For most of the game Posada hit righty against the lefty Johan Santana. As you can see, when he batted with the bases empty against Santana the Mets played in their normal positions. This screen shot comes from Posada’s lead-off fly out in the sixth.
Everything seems in its right place. That should come as no surprise, as Jorge sprays his hits evenly as a righty. The first chart below is his 2009 spray chart as a right-handed hitter. The next is his 2010 chart, which does show a bit of a pull tendency. That, however, is probably due to a small sample size. I suspect that when we hit October Jorge’s righty spray chart will look similar to his 2009 one.
Jorge’s next at-bat came in the eighth, after Santana had left the game. Pitching in his place was the right-handed Fernando Nieve. On a 2-2 count Posada laced that pitch to left. As you can see in the screen shot below, David Wright was playing well off the third base line. You can also see Jason Bay rushing to his right, trying to track the ball down before Posada took second.
It’s tough to judge distances on this, but it appears that if Wright were in his normal position he might have made the play. Surely, if Bay had played Posada straight on he could have made the play. I’m not sure exactly where Bay was positioned, but the spot at which he appears in this screen cap looks like the right spot. I’m assuming he’s already taken a few steps to his right in pursuit of the ball.
Why would the Mets play a shift on Posada? I suppose they had Posada pegged as pull-happy when batting lefty. Looking at his 2010 spray chart below, there’s a definite concentration of grounders to second base. Yet there are also plenty of balls fielded down the left field line. Remember, these spray charts represent where a ball was fielded, not where it landed. There are enough dots, both green and red, to suggest that Posada can take the ball the other way and, therefore, teams shouldn’t play a shift.

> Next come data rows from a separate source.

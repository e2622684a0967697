//! 256-bit integer helpers shared by the fingerprint and the order wire
//! format.
//!
//! The marketplace sends integer fields (`tokenId`, `value`, `salt`) as
//! decimal strings, occasionally as `0x` hex strings or bare JSON numbers.
//! Outgoing values are always decimal strings.

use alloy_primitives::U256;

/// Parses a decimal or `0x`-prefixed hex integer. Surrounding whitespace is
/// ignored; empty digit strings are rejected.
pub fn parse_u256(s: &str) -> Option<U256> {
    let s = s.trim();
    let (digits, radix) = match s.strip_prefix("0x").or_else(|| s.strip_prefix("0X")) {
        Some(hex) => (hex, 16),
        None => (s, 10),
    };
    if digits.is_empty() {
        return None;
    }
    U256::from_str_radix(digits, radix).ok()
}

/// Serde adapter: decimal string out, decimal/hex string or number in.
///
/// JSON numbers are exact only up to 64 bits; larger ones parse as floats
/// and are rejected, so wider values must arrive as strings.
pub mod decimal {
    use std::fmt;

    use alloy_primitives::U256;
    use serde::de::{self, Visitor};
    use serde::{Deserializer, Serializer};

    pub fn serialize<S: Serializer>(value: &U256, serializer: S) -> Result<S::Ok, S::Error> {
        serializer.collect_str(value)
    }

    pub fn deserialize<'de, D: Deserializer<'de>>(deserializer: D) -> Result<U256, D::Error> {
        deserializer.deserialize_any(DecimalVisitor)
    }

    struct DecimalVisitor;

    impl<'de> Visitor<'de> for DecimalVisitor {
        type Value = U256;

        fn expecting(&self, f: &mut fmt::Formatter<'_>) -> fmt::Result {
            f.write_str("an unsigned integer or a decimal/hex string")
        }

        fn visit_u64<E: de::Error>(self, v: u64) -> Result<U256, E> {
            Ok(U256::from(v))
        }

        fn visit_i64<E: de::Error>(self, v: i64) -> Result<U256, E> {
            u64::try_from(v)
                .map(U256::from)
                .map_err(|_| E::custom(format!("negative integer {}", v)))
        }

        fn visit_u128<E: de::Error>(self, v: u128) -> Result<U256, E> {
            Ok(U256::from(v))
        }

        fn visit_f64<E: de::Error>(self, v: f64) -> Result<U256, E> {
            Err(E::custom(format!(
                "number {} is not an exact 64-bit integer; send it as a decimal string",
                v
            )))
        }

        fn visit_str<E: de::Error>(self, v: &str) -> Result<U256, E> {
            super::parse_u256(v).ok_or_else(|| E::custom(format!("invalid integer string '{}'", v)))
        }
    }
}
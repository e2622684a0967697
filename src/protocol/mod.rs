//! Position notation handling.
//!
//! This module implements FEN placement parsing and formatting, and the
//! fingerprint integer encoding used as the mint parameter.

pub mod fen;
pub mod fingerprint;

pub use fen::{encode_fen, parse_fen, FenError, EMPTY_BOARD};
pub use fingerprint::{
    decode_fingerprint, encode_piece_codes, encode_position, Fingerprint, FingerprintError,
};
//! Collection snapshot produced by an explicit refresh.
//!
//! Joins the owner's tokens with the collection's open sell orders, so a UI
//! can show which of its tokens are listed (and therefore cancellable) and
//! what is for sale. Tokens of the collection carry their decoded manifest
//! when it could be read.

use std::collections::HashMap;

use alloy_primitives::{Address, U256};

use super::metadata::{parse_token_uri, TokenMetadata};
use super::order::ListedOrder;
use crate::chain::CollectionReader;

/// A token held by the snapshot owner.
#[derive(Debug, Clone, PartialEq, Eq)]
pub struct OwnedToken {
    pub token_id: U256,
    /// The owner's own open sell order for this token, if any.
    pub listing: Option<ListedOrder>,
    pub metadata: Option<TokenMetadata>,
}

impl OwnedToken {
    pub fn can_cancel(&self) -> bool {
        self.listing.is_some()
    }
}

/// An open order together with the listed token's manifest.
#[derive(Debug, Clone, PartialEq, Eq)]
pub struct MarketListing {
    pub listed: ListedOrder,
    pub metadata: Option<TokenMetadata>,
}

/// Point-in-time view of a collection from one account's perspective.
#[derive(Debug, Clone, PartialEq, Eq)]
pub struct Snapshot {
    pub owner: Address,
    pub collection: Address,
    pub owned: Vec<OwnedToken>,
    pub market: Vec<MarketListing>,
}

impl Snapshot {
    /// Pairs each owned token with the owner's listing for it. The first
    /// matching order wins; listings arrive most recent first.
    ///
    /// `metadata` is asked at most once per token id, and only for tokens
    /// of `collection`.
    pub fn build<F>(
        owner: Address,
        collection: Address,
        tokens: Vec<U256>,
        market: Vec<ListedOrder>,
        mut metadata: F,
    ) -> Self
    where
        F: FnMut(U256) -> Option<TokenMetadata>,
    {
        let mut seen: HashMap<U256, Option<TokenMetadata>> = HashMap::new();
        let mut lookup = |token_id: U256| {
            seen.entry(token_id)
                .or_insert_with(|| metadata(token_id))
                .clone()
        };

        let owned = tokens
            .into_iter()
            .map(|token_id| {
                let listing = market
                    .iter()
                    .find(|o| {
                        o.is_made_by(owner) && o.order.nft() == Some((collection, token_id))
                    })
                    .cloned();
                OwnedToken {
                    token_id,
                    listing,
                    metadata: lookup(token_id),
                }
            })
            .collect();

        let market = market
            .into_iter()
            .map(|listed| {
                let metadata = match listed.order.nft() {
                    Some((contract, token_id)) if contract == collection => lookup(token_id),
                    _ => None,
                };
                MarketListing { listed, metadata }
            })
            .collect();

        Snapshot {
            owner,
            collection,
            owned,
            market,
        }
    }

    /// Market orders the owner did not make, i.e. the ones it may fill.
    pub fn fillable(&self) -> impl Iterator<Item = &MarketListing> {
        self.market
            .iter()
            .filter(move |m| !m.listed.is_made_by(self.owner))
    }
}

/// Reads and decodes a token's manifest. A token whose URI cannot be read
/// or decoded is reported and yields `None`; it does not fail the refresh.
pub fn read_metadata<R: CollectionReader + ?Sized>(
    reader: &R,
    token_id: U256,
) -> Option<TokenMetadata> {
    let uri = match reader.token_uri(token_id) {
        Ok(uri) => uri,
        Err(e) => {
            log::warn!("token {}: tokenURI unavailable: {}", token_id, e);
            return None;
        }
    };
    match parse_token_uri(&uri) {
        Ok(meta) => Some(meta),
        Err(e) => {
            log::warn!("token {}: skipping metadata: {}", token_id, e);
            None
        }
    }
}
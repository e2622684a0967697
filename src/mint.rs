//! Mint request validation and submission.
//!
//! A mint carries the position fingerprint and a free-text label. Both must
//! be present: an empty board encodes to zero, which means no position was
//! entered.

use alloy_primitives::U256;

use crate::board::position::Position;
use crate::chain::{ChainClient, ChainError, TxHash};
use crate::protocol::fingerprint::Fingerprint;

/// Default price attached to `buyToken`: 0.05 ETH in wei.
pub const DEFAULT_MINT_PRICE_WEI: u64 = 50_000_000_000_000_000;

/// Errors raised while minting.
#[derive(Debug, Clone, thiserror::Error, PartialEq, Eq)]
pub enum MintError {
    #[error("position label must not be empty")]
    EmptyLabel,

    #[error("no position entered: the board is empty")]
    EmptyPosition,

    #[error(transparent)]
    Chain(#[from] ChainError),
}

/// A validated mint payload.
#[derive(Debug, Clone, PartialEq, Eq)]
pub struct MintRequest {
    fingerprint: Fingerprint,
    label: String,
    value: U256,
}

impl MintRequest {
    /// Validates the label first, then the fingerprint. The label is kept
    /// as given; only its emptiness is judged after trimming.
    pub fn new(
        fingerprint: Fingerprint,
        label: impl Into<String>,
        value: U256,
    ) -> Result<Self, MintError> {
        let label = label.into();
        if label.trim().is_empty() {
            return Err(MintError::EmptyLabel);
        }
        if fingerprint.is_zero() {
            return Err(MintError::EmptyPosition);
        }
        Ok(MintRequest {
            fingerprint,
            label,
            value,
        })
    }

    pub fn from_position(
        position: &Position,
        label: impl Into<String>,
        value: U256,
    ) -> Result<Self, MintError> {
        Self::new(position.fingerprint(), label, value)
    }

    pub fn fingerprint(&self) -> Fingerprint {
        self.fingerprint
    }

    pub fn label(&self) -> &str {
        &self.label
    }

    pub fn value(&self) -> U256 {
        self.value
    }
}

/// Sends the `buyToken` call for a validated request.
pub fn mint<C: ChainClient + ?Sized>(
    chain: &C,
    request: &MintRequest,
) -> Result<TxHash, MintError> {
    log::info!(
        "minting position {} labelled '{}' for {} wei",
        request.fingerprint,
        request.label,
        request.value
    );
    let tx = chain.buy_token(request.fingerprint, &request.label, request.value)?;
    Ok(tx)
}
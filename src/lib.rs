//! Chessmint library.
//!
//! Encodes chess positions into 256-bit fingerprints for minting, and
//! drives the marketplace order pipeline (build, canonicalize, sign,
//! submit, fill, cancel) over injected transport, signer and chain seams.

pub mod board;
pub mod chain;
pub mod cli;
pub mod config;
pub mod market;
pub mod mint;
pub mod num;
pub mod protocol;
pub mod session;
pub mod signer;
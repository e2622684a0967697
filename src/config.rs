//! Client configuration.
//!
//! Loaded from a JSON file; every field is optional and falls back to the
//! staging marketplace and the deployed collection.

use std::fs;
use std::path::Path;

use alloy_primitives::{address, Address, U256};
use serde::{Deserialize, Serialize};

use crate::market::pipeline::{
    PipelineSettings, DEFAULT_FILL_SLIPPAGE_WEI, DEFAULT_TRANSFER_PROXY,
};
use crate::market::salt::SaltPolicy;
use crate::mint::DEFAULT_MINT_PRICE_WEI;
use crate::num::decimal;

pub const DEFAULT_API_BASE_URL: &str = "https://api-staging.rarible.com/protocol/v0.1/ethereum";
pub const DEFAULT_COLLECTION: Address = address!("0x0FAa54C764F125F9799a0062b7df062C502875F2");

#[derive(Debug, thiserror::Error)]
pub enum ConfigError {
    #[error("failed to read {path}: {source}")]
    Read {
        path: String,
        #[source]
        source: std::io::Error,
    },

    #[error("failed to parse config JSON: {0}")]
    Parse(#[from] serde_json::Error),
}

#[derive(Debug, Clone, PartialEq, Eq, Serialize, Deserialize)]
#[serde(default)]
pub struct Config {
    pub api_base_url: String,
    /// Collection contract minted tokens live in.
    pub collection: Address,
    /// Operator approved before listing a token.
    pub transfer_proxy: Address,
    #[serde(with = "decimal")]
    pub mint_price_wei: U256,
    #[serde(with = "decimal")]
    pub fill_slippage_wei: U256,
    pub salt: SaltPolicy,
}

impl Default for Config {
    fn default() -> Self {
        Config {
            api_base_url: DEFAULT_API_BASE_URL.to_string(),
            collection: DEFAULT_COLLECTION,
            transfer_proxy: DEFAULT_TRANSFER_PROXY,
            mint_price_wei: U256::from(DEFAULT_MINT_PRICE_WEI),
            fill_slippage_wei: U256::from(DEFAULT_FILL_SLIPPAGE_WEI),
            salt: SaltPolicy::default(),
        }
    }
}

impl Config {
    /// Loads the config at `path`, or the defaults when no path is given.
    pub fn load(path: Option<&Path>) -> Result<Self, ConfigError> {
        match path {
            Some(p) => {
                let data = fs::read_to_string(p).map_err(|source| ConfigError::Read {
                    path: p.display().to_string(),
                    source,
                })?;
                Self::from_json(&data)
            }
            None => Ok(Self::default()),
        }
    }

    pub fn from_json(json: &str) -> Result<Self, ConfigError> {
        Ok(serde_json::from_str(json)?)
    }

    pub fn pipeline_settings(&self) -> PipelineSettings {
        PipelineSettings {
            salt: self.salt,
            fill_slippage_wei: self.fill_slippage_wei,
            transfer_proxy: self.transfer_proxy,
        }
    }
}
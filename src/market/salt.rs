//! Order salt generation.

use alloy_primitives::U256;
use rand::Rng;
use serde::{Deserialize, Serialize};

/// Lowest and one-past-highest salt of the legacy range.
const LEGACY_RANGE: std::ops::Range<u64> = 1..1000;

/// How order salts are drawn.
///
/// `Wide` draws a uniform 256-bit value, which makes collisions between
/// otherwise identical orders negligible. `Legacy` reproduces the 1..=999
/// range earlier clients used, for marketplaces that reject large salts.
#[derive(Debug, Clone, Copy, PartialEq, Eq, Default, Serialize, Deserialize)]
#[serde(rename_all = "lowercase")]
pub enum SaltPolicy {
    #[default]
    Wide,
    Legacy,
}

impl SaltPolicy {
    pub fn draw<R: Rng + ?Sized>(self, rng: &mut R) -> U256 {
        match self {
            SaltPolicy::Wide => U256::from_be_bytes(rng.gen::<[u8; 32]>()),
            SaltPolicy::Legacy => U256::from(rng.gen_range(LEGACY_RANGE)),
        }
    }

    /// Draws from the thread-local CSPRNG.
    pub fn fresh(self) -> U256 {
        self.draw(&mut rand::thread_rng())
    }
}
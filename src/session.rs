//! Wallet session.
//!
//! Holds the connected signer for as long as the UI keeps a wallet
//! connected. The session is an ordinary value owned by the caller; the
//! pipeline never reaches for it and instead takes a signer per call.

use alloy_primitives::Address;

use crate::signer::Signer;

#[derive(Debug, Clone, Copy, thiserror::Error, PartialEq, Eq)]
pub enum SessionError {
    #[error("no wallet connected")]
    NotConnected,
}

/// A connect/disconnect scoped holder of the active signer.
pub struct Session<S> {
    signer: Option<S>,
}

impl<S> Default for Session<S> {
    fn default() -> Self {
        Session { signer: None }
    }
}

impl<S: Signer> Session<S> {
    pub fn new() -> Self {
        Self::default()
    }

    /// Connects a signer, returning the one it replaces.
    pub fn connect(&mut self, signer: S) -> Option<S> {
        log::info!("wallet connected: {}", signer.address());
        self.signer.replace(signer)
    }

    /// Drops the active connection, returning its signer.
    pub fn disconnect(&mut self) -> Option<S> {
        let previous = self.signer.take();
        if let Some(s) = &previous {
            log::info!("wallet disconnected: {}", s.address());
        }
        previous
    }

    pub fn is_connected(&self) -> bool {
        self.signer.is_some()
    }

    pub fn signer(&self) -> Result<&S, SessionError> {
        self.signer.as_ref().ok_or(SessionError::NotConnected)
    }

    pub fn address(&self) -> Option<Address> {
        self.signer.as_ref().map(|s| s.address())
    }
}

#[cfg(test)]
mod tests {
    use super::*;
    use crate::market::client::SignMessage;
    use crate::signer::SignError;
    use alloy_primitives::{address, Bytes};

    struct Fixed(Address);

    impl Signer for Fixed {
        fn address(&self) -> Address {
            self.0
        }

        fn sign_typed_data(&self, _message: &SignMessage) -> Result<Bytes, SignError> {
            Ok(Bytes::from(vec![1u8]))
        }
    }

    const A: Address = address!("0x1111111111111111111111111111111111111111");
    const B: Address = address!("0x2222222222222222222222222222222222222222");

    #[test]
    fn starts_disconnected() {
        let session: Session<Fixed> = Session::new();
        assert!(!session.is_connected());
        assert_eq!(session.signer().err(), Some(SessionError::NotConnected));
        assert_eq!(session.address(), None);
    }

    #[test]
    fn connect_replace_disconnect() {
        let mut session = Session::new();
        assert!(session.connect(Fixed(A)).is_none());
        assert_eq!(session.address(), Some(A));

        let replaced = session.connect(Fixed(B)).unwrap();
        assert_eq!(replaced.0, A);
        assert_eq!(session.signer().unwrap().address(), B);

        assert_eq!(session.disconnect().map(|s| s.0), Some(B));
        assert!(!session.is_connected());
        assert!(session.disconnect().is_none());
    }
}
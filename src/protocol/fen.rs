//! FEN piece-placement encoding and decoding.
//!
//! Only the placement field is meaningful for a fingerprint: eight ranks
//! from rank 8 to rank 1 separated by '/', each a run of piece letters and
//! empty-square digits. Anything after the first whitespace (side to move,
//! castling, clocks) is accepted and ignored.
//!
//! The empty board is `8/8/8/8/8/8/8/8`.

use crate::board::piece::Piece;
use crate::board::position::Position;
use crate::board::square::Square;

/// FEN placement of the empty board.
pub const EMPTY_BOARD: &str = "8/8/8/8/8/8/8/8";

/// Errors that can occur during FEN parsing.
#[derive(Debug, thiserror::Error, PartialEq, Eq)]
pub enum FenError {
    #[error("expected 8 ranks separated by '/', got {0}")]
    WrongRankCount(usize),

    #[error("invalid piece character: '{0}'")]
    InvalidPiece(char),

    #[error("rank {rank} describes {files} files, expected 8")]
    BadRankWidth { rank: u8, files: usize },

    #[error("empty FEN string")]
    Empty,
}

/// Parses the placement field of a FEN string into a position.
pub fn parse_fen(s: &str) -> Result<Position, FenError> {
    let placement = s.split_whitespace().next().ok_or(FenError::Empty)?;
    let ranks: Vec<&str> = placement.split('/').collect();
    if ranks.len() != 8 {
        return Err(FenError::WrongRankCount(ranks.len()));
    }

    let mut position = Position::empty();
    for (row, rank_str) in ranks.iter().enumerate() {
        let rank = 7 - row as u8;
        let mut file: usize = 0;
        for c in rank_str.chars() {
            if let Some(skip) = c.to_digit(10) {
                if skip == 0 || skip > 8 {
                    return Err(FenError::InvalidPiece(c));
                }
                file += skip as usize;
                continue;
            }
            let piece = Piece::from_fen_char(c).ok_or(FenError::InvalidPiece(c))?;
            if file < 8 {
                if let Some(sq) = Square::from_coords(file as u8, rank) {
                    position.place(sq, piece);
                }
            }
            file += 1;
        }
        if file != 8 {
            return Err(FenError::BadRankWidth {
                rank: rank + 1,
                files: file,
            });
        }
    }

    Ok(position)
}

/// Encodes a position as a FEN placement field.
pub fn encode_fen(position: &Position) -> String {
    let mut result = String::with_capacity(72);

    for rank in (0..8u8).rev() {
        let mut empty = 0;
        for file in 0..8u8 {
            let piece = Square::from_coords(file, rank).and_then(|sq| position.get(sq));
            match piece {
                Some(p) => {
                    if empty > 0 {
                        result.push_str(&empty.to_string());
                        empty = 0;
                    }
                    result.push(p.fen_char());
                }
                None => empty += 1,
            }
        }
        if empty > 0 {
            result.push_str(&empty.to_string());
        }
        if rank > 0 {
            result.push('/');
        }
    }

    result
}
//! Command-line interface definition.

use std::path::PathBuf;

use alloy_primitives::{Address, B256, U256};
use clap::{Parser, Subcommand};

use crate::num::parse_u256;

#[derive(Parser)]
#[command(
    name = "chessmint",
    version,
    about = "Chess-position NFT fingerprints and marketplace orders"
)]
pub struct Cli {
    /// JSON config file. Falls back to CHESSMINT_CONFIG, then built-in defaults.
    #[arg(long, global = true)]
    pub config: Option<PathBuf>,

    #[command(subcommand)]
    pub command: Commands,
}

#[derive(Subcommand)]
pub enum Commands {
    /// Print the fingerprint of a FEN position.
    Encode {
        fen: String,
        /// Print hex instead of decimal.
        #[arg(long)]
        hex: bool,
    },

    /// Print the FEN placement a fingerprint encodes.
    Decode { fingerprint: String },

    /// Validate a mint and print its buyToken arguments.
    MintRequest {
        fen: String,
        #[arg(long)]
        label: String,
    },

    /// Build a sell order locally and print it as JSON.
    SellOrder {
        #[arg(long)]
        maker: Address,
        /// NFT contract; defaults to the configured collection.
        #[arg(long)]
        contract: Option<Address>,
        #[arg(long, value_parser = parse_amount)]
        token_id: U256,
        /// Price in wei.
        #[arg(long, value_parser = parse_amount)]
        price: U256,
        /// Fixed salt; drawn under the configured policy when omitted.
        #[arg(long, value_parser = parse_amount)]
        salt: Option<U256>,
    },

    /// Build the matching buy order for a sell order read from a JSON file.
    MatchOrder {
        #[arg(long)]
        maker: Address,
        #[arg(long)]
        sell: PathBuf,
        #[arg(long, value_parser = parse_amount)]
        salt: Option<U256>,
    },

    /// List open sell orders for a collection (requires the `http` feature).
    Orders {
        #[arg(long)]
        collection: Option<Address>,
    },

    /// Quote the transaction filling an order (requires the `http` feature).
    QuoteFill {
        #[arg(long)]
        hash: B256,
        #[arg(long)]
        filler: Address,
    },
}

/// Parses a decimal or `0x` hex integer argument.
pub fn parse_amount(s: &str) -> Result<U256, String> {
    parse_u256(s).ok_or_else(|| format!("invalid integer '{}'", s))
}

#[cfg(test)]
mod tests {
    use super::*;
    use clap::CommandFactory;

    #[test]
    fn cli_definition_is_consistent() {
        Cli::command().debug_assert();
    }

    #[test]
    fn parses_sell_order_arguments() {
        let cli = Cli::try_parse_from([
            "chessmint",
            "sell-order",
            "--maker",
            "0x1111111111111111111111111111111111111111",
            "--token-id",
            "7",
            "--price",
            "1000000000000000000",
        ])
        .unwrap();
        match cli.command {
            Commands::SellOrder { token_id, price, salt, contract, .. } => {
                assert_eq!(token_id, U256::from(7u8));
                assert_eq!(price, U256::from(1_000_000_000_000_000_000u64));
                assert!(salt.is_none());
                assert!(contract.is_none());
            }
            _ => panic!("expected sell-order"),
        }
    }

    #[test]
    fn rejects_bad_amount() {
        assert!(parse_amount("12x").is_err());
        assert_eq!(parse_amount("0x10"), Ok(U256::from(16u8)));
    }
}
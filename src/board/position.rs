//! Board occupancy.
//!
//! A `Position` records which piece, if any, stands on each square. It is
//! the input to the fingerprint encoder and the output of the FEN parser.

use super::piece::Piece;
use super::square::{Square, ALL_SQUARES, SQUARE_COUNT};

/// Occupancy of all 64 squares.
///
/// Uses a fixed-size array indexed by `Square as usize`, so the position is
/// trivially copyable and iteration always runs in square-index order.
#[derive(Debug, Clone, Copy, PartialEq, Eq, Hash)]
pub struct Position {
    squares: [Option<Piece>; SQUARE_COUNT],
}

impl Default for Position {
    fn default() -> Self {
        Self::empty()
    }
}

impl Position {
    /// Creates a board with no pieces.
    pub const fn empty() -> Self {
        Position {
            squares: [None; SQUARE_COUNT],
        }
    }

    /// Places a piece. Returns false if the square is already occupied.
    pub fn place(&mut self, square: Square, piece: Piece) -> bool {
        let idx = square.index();
        if self.squares[idx].is_some() {
            return false;
        }
        self.squares[idx] = Some(piece);
        true
    }

    /// Removes and returns the piece on a square.
    pub fn remove(&mut self, square: Square) -> Option<Piece> {
        self.squares[square.index()].take()
    }

    /// Returns the piece on a square.
    pub fn get(&self, square: Square) -> Option<Piece> {
        self.squares[square.index()]
    }

    /// Number of occupied squares.
    pub fn len(&self) -> usize {
        self.squares.iter().filter(|s| s.is_some()).count()
    }

    pub fn is_empty(&self) -> bool {
        self.squares.iter().all(|s| s.is_none())
    }

    /// Iterates over occupied squares in index order.
    pub fn iter(&self) -> impl Iterator<Item = (Square, Piece)> + '_ {
        ALL_SQUARES
            .iter()
            .filter_map(move |&sq| self.squares[sq.index()].map(|p| (sq, p)))
    }
}

impl FromIterator<(Square, Piece)> for Position {
    /// Later entries for the same square replace earlier ones.
    fn from_iter<I: IntoIterator<Item = (Square, Piece)>>(iter: I) -> Self {
        let mut position = Position::empty();
        for (sq, piece) in iter {
            position.squares[sq.index()] = Some(piece);
        }
        position
    }
}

While we have a larger sampling of Posada from the left side than from the right in 2010, we can still look back at his 2009 spray chart to get a better idea of what he does while batting lefty.
Yes, there is a concentration of red dots off the third base line. They also happen to be right where the shortstop would be playing normally. Again, I don’t see a reason to shift Wright over that way. There are enough dots directly behind where the third baseman to suggest that Posada can and will take the ball the other way as a lefty.
Teams play the shift against Mark Teixeira, and it actually makes sense. Here’s his spray chart from 2010:
Yes, there are a few dots to the left side. But they pale in comparison to the dots on the right side. Actually, maybe that’s part of the problem. As you can see on his 2009 spray chart, he might have a concentration of hits to right field, but he also has a nice spray of hits to center and left as well.
That concentration just doesn’t exist for Jorge like it does Teixeira. Why, then, would the Mets play a shift against him? I’m not saying that Wright would have made the play had he been in proper position. He would have had a chance, which is far more than he had when he was playing well off the third base line.